Step 1-Determine how many calories do you burn a day

3Determination of burned calories can be very difficult. But here is an equitation that can help you determine how many calories do you burn a day:

Bodily weight x 14= Total calories burned a day

Abovementioned equation applies to the supposition that (1) you have a job that requires frequent sitting; (2) you exercise only two to three times a week and (3) your bodily fat are about 20%-25%. You shouldn`t be concerned provided your calculations are not perfect, just pass to the next step.

 

Step 2-determine how many calories you are lacking in one day

For the deficit of calories many people would make a wild guess and say 500 or 100 calories, but you should not do that because it might result in starvation. Instead of that, choose approximately 15%-35% less calories than you actually burn.

For example, one boy who has weight of (190 pounds) 86,18 kg and wants an aggressive deficit of calories in order to lose weight, he would have to burn 2660 calories a day (190×14) and add 30 % and deficit of calories, which it would be 800 calories (30%x2,660). His total amount of daily ushered calories shall be 1860 calories a day.

 

Now, if you multiply the deficit with 7, you will get total deficit of calories on weekly level. Because (1 pound) 0, 45 kg-453, 5 fats have 3500 calories, you can calculate how many kilograms (pounds) fats you can lose in a week (usually 1-2 ponds, 0, 45 to 0, 90 kg) based on your weekly deficit of calories.

Most health organizations recommend that men should not usher less than 1600 calories a day, while women should not usher less than 1200 calories a day, but remember that this a average approach. More precise approach is to never usher less calories than your BMR (basic metabolic rate), which indicates how many calories you spend during rest. Your BMR is an average of 65% of total burned calories.

 

To calculate your BMR use the next equitation, according the approach of Harris Benedict:2

 

BMR for women=655+ (4,35x body weight in (pounds)) + (4,7x body height in (inches))-(4,7x years)

BMR for men=66+ (6,23x body weight in (pounds)) + (12,7x body height in (inches))-(6,8x years)

So, how big deficit you would like to create? For people with lower body weight the average deficit would be between 15 and 20 %, while for people with higher body weight, 35% deficit would be suitable.

 

Step 3-following of your progress

If you want to confirm that you are burning calories properly, and that you are ushering the proper calories amount, you should find a way to follow your progress. One of the better variants for following is to measure your weight every Monday. Thus you will get an indicator for loss fat. If you eat a lot of proteins, carbohydrates and do a lot of exercise, the chances are more likely to lose weight, and still keep the muscle mass.

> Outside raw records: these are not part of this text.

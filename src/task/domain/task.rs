//! Task aggregate root and the change set applied on update.

use super::{TaskId, TaskPriority, TaskStatus, TaskTitle};
use crate::user::UserId;
use chrono::{DateTime, NaiveDate, Utc};
use mockable::Clock;
use serde::{Deserialize, Serialize};

/// Validated field values for a task that has not been stored yet.
#[derive(Debug, Clone, PartialEq, Eq)]
pub struct NewTaskData {
    /// User the task belongs to.
    pub owner: UserId,
    /// Task title.
    pub title: TaskTitle,
    /// Free-form description, possibly empty.
    pub description: String,
    /// Initial status.
    pub status: TaskStatus,
    /// Initial priority.
    pub priority: TaskPriority,
    /// Optional due date.
    pub due_date: Option<NaiveDate>,
}

/// Task aggregate root.
#[derive(Debug, Clone, PartialEq, Eq, Serialize, Deserialize)]
pub struct Task {
    id: TaskId,
    owner: UserId,
    title: TaskTitle,
    description: String,
    status: TaskStatus,
    priority: TaskPriority,
    due_date: Option<NaiveDate>,
    completed_at: Option<DateTime<Utc>>,
    created_at: DateTime<Utc>,
    updated_at: DateTime<Utc>,
}

/// Parameter object for reconstructing a persisted task aggregate.
#[derive(Debug, Clone, PartialEq, Eq)]
pub struct PersistedTaskData {
    /// Persisted task identifier.
    pub id: TaskId,
    /// Persisted owner.
    pub owner: UserId,
    /// Persisted title.
    pub title: TaskTitle,
    /// Persisted description.
    pub description: String,
    /// Persisted status.
    pub status: TaskStatus,
    /// Persisted priority.
    pub priority: TaskPriority,
    /// Persisted due date, if any.
    pub due_date: Option<NaiveDate>,
    /// Persisted completion timestamp, if any.
    pub completed_at: Option<DateTime<Utc>>,
    /// Persisted creation timestamp.
    pub created_at: DateTime<Utc>,
    /// Persisted latest modification timestamp.
    pub updated_at: DateTime<Utc>,
}

impl Task {
    /// Creates a new task.
    ///
    /// A task created directly in [`TaskStatus::Completed`] is stamped as
    /// completed at creation time.
    #[must_use]
    pub fn new(data: NewTaskData, clock: &impl Clock) -> Self {
        let timestamp = clock.utc();
        let completed_at = data.status.is_completed().then_some(timestamp);

        Self {
            id: TaskId::new(),
            owner: data.owner,
            title: data.title,
            description: data.description,
            status: data.status,
            priority: data.priority,
            due_date: data.due_date,
            completed_at,
            created_at: timestamp,
            updated_at: timestamp,
        }
    }

    /// Reconstructs a task from persisted storage.
    #[must_use]
    pub fn from_persisted(data: PersistedTaskData) -> Self {
        Self {
            id: data.id,
            owner: data.owner,
            title: data.title,
            description: data.description,
            status: data.status,
            priority: data.priority,
            due_date: data.due_date,
            completed_at: data.completed_at,
            created_at: data.created_at,
            updated_at: data.updated_at,
        }
    }

    /// Returns the task identifier.
    #[must_use]
    pub const fn id(&self) -> TaskId {
        self.id
    }

    /// Returns the owning user.
    #[must_use]
    pub const fn owner(&self) -> UserId {
        self.owner
    }

    /// Returns the title.
    #[must_use]
    pub const fn title(&self) -> &TaskTitle {
        &self.title
    }

    /// Returns the description.
    #[must_use]
    pub fn description(&self) -> &str {
        &self.description
    }

    /// Returns the status.
    #[must_use]
    pub const fn status(&self) -> TaskStatus {
        self.status
    }

    /// Returns the priority.
    #[must_use]
    pub const fn priority(&self) -> TaskPriority {
        self.priority
    }

    /// Returns the due date, if any.
    #[must_use]
    pub const fn due_date(&self) -> Option<NaiveDate> {
        self.due_date
    }

    /// Returns the completion timestamp, if any.
    #[must_use]
    pub const fn completed_at(&self) -> Option<DateTime<Utc>> {
        self.completed_at
    }

    /// Returns `true` when a completion timestamp is recorded.
    #[must_use]
    pub const fn is_completed(&self) -> bool {
        self.completed_at.is_some()
    }

    /// Returns the creation timestamp.
    #[must_use]
    pub const fn created_at(&self) -> DateTime<Utc> {
        self.created_at
    }

    /// Returns the latest modification timestamp.
    #[must_use]
    pub const fn updated_at(&self) -> DateTime<Utc> {
        self.updated_at
    }

    /// Applies a change set and stamps the modification time.
    ///
    /// Fields absent from `changes` keep their current value.
    pub fn apply(&mut self, changes: TaskChanges, timestamp: DateTime<Utc>) {
        let TaskChanges {
            title,
            description,
            status,
            priority,
            due_date,
            completed_at,
        } = changes;

        if let Some(new_title) = title {
            self.title = new_title;
        }
        if let Some(new_description) = description {
            self.description = new_description;
        }
        if let Some(new_status) = status {
            self.status = new_status;
        }
        if let Some(new_priority) = priority {
            self.priority = new_priority;
        }
        if let Some(new_due_date) = due_date {
            self.due_date = new_due_date;
        }
        if let Some(new_completed_at) = completed_at {
            self.completed_at = new_completed_at;
        }
        self.updated_at = timestamp;
    }
}

/// Column changes requested for an existing task.
///
/// Each `None` leaves the column untouched. Nullable columns use a nested
/// option so that `Some(None)` clears the stored value.
#[derive(Debug, Clone, Default, PartialEq, Eq)]
pub struct TaskChanges {
    /// Replacement title.
    pub title: Option<TaskTitle>,
    /// Replacement description.
    pub description: Option<String>,
    /// Replacement status.
    pub status: Option<TaskStatus>,
    /// Replacement priority.
    pub priority: Option<TaskPriority>,
    /// Replacement due date; `Some(None)` clears it.
    pub due_date: Option<Option<NaiveDate>>,
    /// Replacement completion timestamp; `Some(None)` clears it.
    pub completed_at: Option<Option<DateTime<Utc>>>,
}

impl TaskChanges {
    /// Keeps `completed_at` consistent with a requested status change.
    ///
    /// Moving into [`TaskStatus::Completed`] from any other status stamps
    /// `now`; moving out of it clears the timestamp. Any other combination,
    /// including resubmitting `completed` for a completed task, leaves the
    /// requested `completed_at` exactly as supplied.
    #[must_use]
    pub fn reconcile_completion(mut self, current: TaskStatus, now: DateTime<Utc>) -> Self {
        let Some(requested) = self.status else {
            return self;
        };

        match (current.is_completed(), requested.is_completed()) {
            (false, true) => self.completed_at = Some(Some(now)),
            (true, false) => self.completed_at = Some(None),
            _ => {}
        }
        self
    }
}
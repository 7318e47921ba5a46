//! Error types for task domain validation and parsing.

use thiserror::Error;

/// Errors returned while constructing domain task values.
#[derive(Debug, Clone, Error, PartialEq, Eq)]
pub enum TaskDomainError {
    /// The task title is empty after trimming.
    #[error("task title must not be empty")]
    EmptyTitle,

    /// The task title exceeds the persisted column width.
    #[error("task title is {length} characters long, expected at most {max}")]
    TitleTooLong {
        /// Length of the rejected title in characters.
        length: usize,
        /// Maximum accepted length in characters.
        max: usize,
    },
}

/// Error returned while parsing task statuses from input or persistence.
#[derive(Debug, Clone, Error, PartialEq, Eq)]
#[error("unknown task status: {0}")]
pub struct ParseTaskStatusError(pub String);

/// Error returned while parsing task priorities from input or persistence.
#[derive(Debug, Clone, Error, PartialEq, Eq)]
#[error("unknown task priority: {0}")]
pub struct ParseTaskPriorityError(pub String);

/// Errors returned while parsing the requested listing order.
#[derive(Debug, Clone, Error, PartialEq, Eq)]
pub enum ParseSortError {
    /// The sort column is not one of the sortable task fields.
    #[error("unknown sort field: {0}")]
    UnknownField(String),

    /// The sort direction is neither `asc` nor `desc`.
    #[error("unknown sort direction: {0}, expected asc or desc")]
    UnknownDirection(String),
}

/// Errors returned while converting raw listing parameters into filters.
#[derive(Debug, Clone, Error, PartialEq, Eq)]
pub enum TaskFilterError {
    /// The status filter is not a known status token.
    #[error(transparent)]
    Status(#[from] ParseTaskStatusError),

    /// The priority filter is not a known priority token.
    #[error(transparent)]
    Priority(#[from] ParseTaskPriorityError),

    /// The category filter is not a valid category identifier.
    #[error("invalid category identifier: {0}")]
    Category(String),

    /// A pagination parameter is not a non-negative integer.
    #[error("invalid {parameter} value: {value}")]
    Pagination {
        /// Name of the offending parameter.
        parameter: &'static str,
        /// Raw value supplied by the caller.
        value: String,
    },
}
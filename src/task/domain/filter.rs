//! Listing filters, ordering and the raw query-parameter boundary.

use super::{ParseSortError, TaskFilterError, TaskPriority, TaskStatus};
use crate::category::domain::CategoryId;
use crate::pagination::{DEFAULT_PER_PAGE, PageRequest};
use crate::user::UserId;
use serde::{Deserialize, Serialize};
use std::fmt;
use uuid::Uuid;

/// Restricts a listing by whether tasks carry a completion timestamp.
#[derive(Debug, Clone, Copy, PartialEq, Eq, Hash, Serialize, Deserialize)]
#[serde(rename_all = "snake_case")]
pub enum CompletionFilter {
    /// Only tasks with `completed_at` set (`completed=yes`).
    Completed,
    /// Only tasks without `completed_at` (`completed=no`).
    Incomplete,
}

impl CompletionFilter {
    /// Maps the `yes`/`no` query token; any other value applies no filter.
    #[must_use]
    pub fn from_token(token: &str) -> Option<Self> {
        match token {
            "yes" => Some(Self::Completed),
            "no" => Some(Self::Incomplete),
            _ => None,
        }
    }

    /// Returns `true` when a task with the given completion timestamp
    /// presence passes the filter.
    #[must_use]
    pub const fn accepts(self, has_completed_at: bool) -> bool {
        match self {
            Self::Completed => has_completed_at,
            Self::Incomplete => !has_completed_at,
        }
    }
}

/// Equality and presence filters for task listings.
#[derive(Debug, Clone, Copy, Default, PartialEq, Eq)]
pub struct TaskFilters {
    /// Only tasks in this status.
    pub status: Option<TaskStatus>,
    /// Only tasks with this priority.
    pub priority: Option<TaskPriority>,
    /// Only completed or only open tasks.
    pub completion: Option<CompletionFilter>,
    /// Only tasks associated with this category.
    pub category: Option<CategoryId>,
    /// Requested page size; [`DEFAULT_PER_PAGE`] when absent.
    pub per_page: Option<u32>,
    /// Requested one-based page; the first page when absent.
    pub page: Option<u32>,
}

impl TaskFilters {
    /// Creates an empty filter set.
    #[must_use]
    pub fn new() -> Self {
        Self::default()
    }

    /// Filters by status.
    #[must_use]
    pub const fn with_status(mut self, status: TaskStatus) -> Self {
        self.status = Some(status);
        self
    }

    /// Filters by priority.
    #[must_use]
    pub const fn with_priority(mut self, priority: TaskPriority) -> Self {
        self.priority = Some(priority);
        self
    }

    /// Filters by completion.
    #[must_use]
    pub const fn with_completion(mut self, completion: CompletionFilter) -> Self {
        self.completion = Some(completion);
        self
    }

    /// Filters by associated category.
    #[must_use]
    pub const fn with_category(mut self, category: CategoryId) -> Self {
        self.category = Some(category);
        self
    }

    /// Sets the page size.
    #[must_use]
    pub const fn with_per_page(mut self, per_page: u32) -> Self {
        self.per_page = Some(per_page);
        self
    }

    /// Sets the one-based page number.
    #[must_use]
    pub const fn with_page(mut self, page: u32) -> Self {
        self.page = Some(page);
        self
    }

    /// Resolves the page window, substituting defaults for absent values.
    #[must_use]
    pub fn page_request(&self) -> PageRequest {
        PageRequest::new(
            self.page.unwrap_or(1),
            self.per_page.unwrap_or(DEFAULT_PER_PAGE),
        )
    }
}

/// Listing parameters as received from a query string.
///
/// Empty values count as absent, matching how form submissions send
/// unselected filters.
#[derive(Debug, Clone, Default, PartialEq, Eq, Serialize, Deserialize)]
pub struct RawTaskFilters {
    /// Status token.
    pub status: Option<String>,
    /// Priority token.
    pub priority: Option<String>,
    /// `yes` or `no`.
    pub completed: Option<String>,
    /// Category UUID.
    pub category_id: Option<String>,
    /// Page size.
    pub per_page: Option<String>,
    /// One-based page number.
    pub page: Option<String>,
}

impl TryFrom<RawTaskFilters> for TaskFilters {
    type Error = TaskFilterError;

    fn try_from(raw: RawTaskFilters) -> Result<Self, Self::Error> {
        let status = present(raw.status.as_deref())
            .map(TaskStatus::try_from)
            .transpose()?;
        let priority = present(raw.priority.as_deref())
            .map(TaskPriority::try_from)
            .transpose()?;
        let completion = present(raw.completed.as_deref()).and_then(CompletionFilter::from_token);
        let category = present(raw.category_id.as_deref())
            .map(|value| {
                Uuid::parse_str(value)
                    .map(CategoryId::from_uuid)
                    .map_err(|_| TaskFilterError::Category(value.to_owned()))
            })
            .transpose()?;
        let per_page = parse_count("per_page", raw.per_page.as_deref())?;
        let page = parse_count("page", raw.page.as_deref())?;

        Ok(Self {
            status,
            priority,
            completion,
            category,
            per_page,
            page,
        })
    }
}

fn present(value: Option<&str>) -> Option<&str> {
    value.filter(|text| !text.is_empty())
}

fn parse_count(
    parameter: &'static str,
    value: Option<&str>,
) -> Result<Option<u32>, TaskFilterError> {
    present(value)
        .map(|text| {
            text.parse::<u32>()
                .map_err(|_| TaskFilterError::Pagination {
                    parameter,
                    value: text.to_owned(),
                })
        })
        .transpose()
}

/// Sortable task columns.
#[derive(Debug, Clone, Copy, PartialEq, Eq, Hash, Serialize, Deserialize)]
#[serde(rename_all = "snake_case")]
pub enum TaskSortField {
    /// Creation timestamp.
    CreatedAt,
    /// Latest modification timestamp.
    UpdatedAt,
    /// Due date; tasks without one sort as if later than any date.
    DueDate,
    /// Completion timestamp; open tasks sort as if later than any time.
    CompletedAt,
    /// Priority, by urgency rank.
    Priority,
    /// Status, by workflow order.
    Status,
    /// Title, lexicographically.
    Title,
}

impl TaskSortField {
    /// Returns the column name used in queries and query strings.
    #[must_use]
    pub const fn as_str(self) -> &'static str {
        match self {
            Self::CreatedAt => "created_at",
            Self::UpdatedAt => "updated_at",
            Self::DueDate => "due_date",
            Self::CompletedAt => "completed_at",
            Self::Priority => "priority",
            Self::Status => "status",
            Self::Title => "title",
        }
    }
}

impl TryFrom<&str> for TaskSortField {
    type Error = ParseSortError;

    fn try_from(value: &str) -> Result<Self, Self::Error> {
        match value {
            "created_at" => Ok(Self::CreatedAt),
            "updated_at" => Ok(Self::UpdatedAt),
            "due_date" => Ok(Self::DueDate),
            "completed_at" => Ok(Self::CompletedAt),
            "priority" => Ok(Self::Priority),
            "status" => Ok(Self::Status),
            "title" => Ok(Self::Title),
            _ => Err(ParseSortError::UnknownField(value.to_owned())),
        }
    }
}

impl fmt::Display for TaskSortField {
    fn fmt(&self, f: &mut fmt::Formatter<'_>) -> fmt::Result {
        f.write_str(self.as_str())
    }
}

/// Sort direction; descending unless stated otherwise.
#[derive(Debug, Clone, Copy, Default, PartialEq, Eq, Hash, Serialize, Deserialize)]
#[serde(rename_all = "snake_case")]
pub enum SortDirection {
    /// Smallest first.
    Asc,
    /// Largest first.
    #[default]
    Desc,
}

impl TryFrom<&str> for SortDirection {
    type Error = ParseSortError;

    fn try_from(value: &str) -> Result<Self, Self::Error> {
        match value {
            "asc" => Ok(Self::Asc),
            "desc" => Ok(Self::Desc),
            _ => Err(ParseSortError::UnknownDirection(value.to_owned())),
        }
    }
}

/// Requested listing order.
///
/// Without a field the listing is ordered newest first and the direction
/// is ignored.
#[derive(Debug, Clone, Copy, Default, PartialEq, Eq)]
pub struct TaskSort {
    /// Column to order by.
    pub field: Option<TaskSortField>,
    /// Direction applied to `field`.
    pub direction: SortDirection,
}

impl TaskSort {
    /// Orders by `field` in `direction`.
    #[must_use]
    pub const fn by(field: TaskSortField, direction: SortDirection) -> Self {
        Self {
            field: Some(field),
            direction,
        }
    }

    /// Parses the `sort_by` and `sort_direction` query parameters.
    ///
    /// # Errors
    ///
    /// Returns [`ParseSortError`] when either value is present but unknown.
    pub fn parse(field: Option<&str>, direction: Option<&str>) -> Result<Self, ParseSortError> {
        let parsed_field = present(field).map(TaskSortField::try_from).transpose()?;
        let parsed_direction = present(direction)
            .map(SortDirection::try_from)
            .transpose()?
            .unwrap_or_default();
        Ok(Self {
            field: parsed_field,
            direction: parsed_direction,
        })
    }

    /// Returns the effective column and direction after defaulting.
    #[must_use]
    pub const fn resolved(self) -> (TaskSortField, SortDirection) {
        match self.field {
            Some(field) => (field, self.direction),
            None => (TaskSortField::CreatedAt, SortDirection::Desc),
        }
    }
}

/// Complete listing query handed to a [`crate::task::ports::TaskRepository`].
#[derive(Debug, Clone, Copy, Default, PartialEq, Eq)]
pub struct TaskQuery {
    /// Filters to apply.
    pub filters: TaskFilters,
    /// Ordering to apply.
    pub sort: TaskSort,
    /// Restrict to tasks owned by this user.
    pub owner: Option<UserId>,
}

impl TaskQuery {
    /// Creates a query from its parts.
    #[must_use]
    pub const fn new(filters: TaskFilters, sort: TaskSort, owner: Option<UserId>) -> Self {
        Self {
            filters,
            sort,
            owner,
        }
    }

    /// Resolves the page window.
    #[must_use]
    pub fn page_request(&self) -> PageRequest {
        self.filters.page_request()
    }
}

Fat loss is much more complex than the simply „calories in“„calories out“and the determination of the amount of calories. For optimal fat loss, also you should think about, as well as for the quality calories, convenient time of taking and degradation of calories (proteins, carbohydrates and fats). In the end, positive hormonal and metabolism changes from the exercising can accelerate the fat loss.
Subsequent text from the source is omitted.